A sa vue, l'âne s'efforça de se fondre dans l'arrière-plan gris de la roche immobile. Seules ses oreilles trahissaient son émoi, et l'inclinaison légèrement arquée vers l'arrière de son long cou... La pupille élargie, aussi... Oui, c'est ça. L'élargissement de sa pupille révélait sa peur, de même, à bien y regarder, que la pulsation délicatement affolée sous son jabot vulnérable. Il n'était pas dans son intention de l'effrayer, mais il n'avait pu faire autrement. Le mal était fait. Il s'immobilisa de même, à croire que le tableau pourrait durer toute une vie. Une bourrasque de vent souleva soudain le poil de la bête et son odeur envahit l'espace. Incapable de se refréner plus longtemps, l'âne poussa un braiment à vous rendre sourd à l'instant. Désagréablement surpris, le randonneur s'éloigna sans demander son reste.

 

 

Il atteignit enfin la prometteuse flaque de lumière, entre ciel et roche, à peine recouverte d'un chaume ras.
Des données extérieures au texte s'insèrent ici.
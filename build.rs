use std::fs;
use std::path::Path;
use std::process::Command;

fn main() {
    // Read and increment build number
    let build_file = Path::new("BUILD_NUMBER");
    let build_number: u64 = fs::read_to_string(build_file)
        .ok()
        .and_then(|s| s.trim().parse().ok())
        .unwrap_or(0);

    let new_build = build_number + 1;
    if fs::write(build_file, new_build.to_string()).is_err() {
        println!("cargo:warning=could not update BUILD_NUMBER");
    }

    let profile = std::env::var("PROFILE").unwrap_or_else(|_| "debug".to_string());
    let is_release = profile == "release";

    // VERSION file overrides the package version
    let version = fs::read_to_string("VERSION")
        .map(|s| s.trim().to_string())
        .unwrap_or_else(|_| std::env::var("CARGO_PKG_VERSION").unwrap_or_else(|_| "0.1.0".into()));

    let git_hash = Command::new("git")
        .args(["rev-parse", "--short", "HEAD"])
        .output()
        .ok()
        .filter(|o| o.status.success())
        .and_then(|o| String::from_utf8(o.stdout).ok())
        .map(|s| s.trim().to_string())
        .unwrap_or_else(|| "unknown".to_string());

    println!("cargo:rustc-env=JPT_VERSION={}", version);
    println!("cargo:rustc-env=JPT_BUILD={}", new_build);
    println!("cargo:rustc-env=JPT_PROFILE={}", if is_release { "release" } else { "development" });
    println!("cargo:rustc-env=JPT_GIT_HASH={}", git_hash);

    println!("cargo:rerun-if-changed=BUILD_NUMBER");
    println!("cargo:rerun-if-changed=VERSION");
    println!("cargo:rerun-if-env-changed=PROFILE");
}
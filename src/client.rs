//! OIDC client facade that owns configuration, discovery, storage, and navigation.

pub mod config;
pub mod signin;
pub mod state;

pub use config::*;
pub use signin::*;
pub use state::*;

// self
use crate::{
	_prelude::*,
	http::{DiscoveryHttpClient, TransportErrorMapper},
	metadata::MetadataService,
	navigate::Navigator,
	store::{MemoryStore, SigninStore},
};
#[cfg(feature = "reqwest")]
use crate::http::{ReqwestHttpClient, ReqwestTransportErrorMapper};

#[cfg(feature = "reqwest")]
/// Client specialized for the crate's default reqwest transport stack.
pub type ReqwestOidcClient = OidcClient<ReqwestHttpClient, ReqwestTransportErrorMapper>;

/// Starts OIDC authorization-code signins against a single provider.
///
/// The client owns its [`MetadataService`], so the discovery document is fetched at most
/// once per client and shared by every signin it starts.
pub struct OidcClient<C, M>
where
	C: ?Sized + DiscoveryHttpClient,
	M: ?Sized + TransportErrorMapper<C::TransportError>,
{
	/// Defaults captured at construction.
	pub config: ClientConfig,
	/// Backend that receives pending signin records.
	pub store: Arc<dyn SigninStore>,
	/// Side effect that moves the user agent to the provider.
	pub navigator: Arc<dyn Navigator>,
	metadata: MetadataService<C, M>,
}
impl<C, M> OidcClient<C, M>
where
	C: ?Sized + DiscoveryHttpClient,
	M: ?Sized + TransportErrorMapper<C::TransportError>,
{
	/// Creates a client that reuses the caller-provided transport + mapper pair.
	///
	/// Pending signins go to a fresh [`MemoryStore`] until [`OidcClient::with_store`]
	/// replaces it.
	pub fn with_http_client(
		config: ClientConfig,
		navigator: Arc<dyn Navigator>,
		http_client: impl Into<Arc<C>>,
		mapper: impl Into<Arc<M>>,
	) -> Self {
		let metadata = MetadataService::with_http_client(config.metadata_source(), http_client, mapper);

		Self { config, store: Arc::new(MemoryStore::default()), navigator, metadata }
	}

	/// Replaces the storage backend.
	pub fn with_store(mut self, store: Arc<dyn SigninStore>) -> Self {
		self.store = store;

		self
	}

	/// Discovery service backing this client.
	pub fn metadata_service(&self) -> &MetadataService<C, M> {
		&self.metadata
	}
}
#[cfg(feature = "reqwest")]
impl OidcClient<ReqwestHttpClient, ReqwestTransportErrorMapper> {
	/// Creates a client that provisions its own reqwest transport.
	pub fn new(config: ClientConfig, navigator: Arc<dyn Navigator>) -> Self {
		Self::with_http_client(
			config,
			navigator,
			ReqwestHttpClient::default(),
			Arc::new(ReqwestTransportErrorMapper),
		)
	}
}
impl<C, M> Debug for OidcClient<C, M>
where
	C: ?Sized + DiscoveryHttpClient,
	M: ?Sized + TransportErrorMapper<C::TransportError>,
{
	fn fmt(&self, f: &mut Formatter) -> FmtResult {
		f.debug_struct("OidcClient")
			.field("client_id", &self.config.client_id)
			.field("client_secret_set", &self.config.client_secret.is_some())
			.field("metadata", &self.metadata)
			.finish()
	}
}

/// Per-call value when set, otherwise the configured default.
pub(crate) fn overlay<T>(option: &Option<T>, default: &Option<T>) -> Option<T>
where
	T: Clone,
{
	option.as_ref().or(default.as_ref()).cloned()
}

#[cfg(test)]
mod tests {
	// self
	use super::*;

	#[test]
	fn overlay_prefers_per_call_values() {
		let set = Some("login".to_owned());
		let unset: Option<String> = None;
		let default = Some("consent".to_owned());

		assert_eq!(overlay(&set, &default), set);
		assert_eq!(overlay(&unset, &default), default);
		assert_eq!(overlay(&unset, &unset), None);
	}
}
Il évita avec précaution les dards étoilés d'une carline et choisit avec un plaisir indicible une roche plate en hauteur, sur laquelle il se hissa sans difficulté. Il s'y allongea avec un soupir de soulagement et s'assoupit.

 

 

Il se laissa porter par le souffle de l'air, écraser par le poids du soleil, soutenir par la roche solide, et rêva qu'il buvait à la rive d'un torrent glacé. Lorsqu'il se secoua, le soleil piquait à l'ouest en rouge et noir. La faim se fit soudain impérieuse.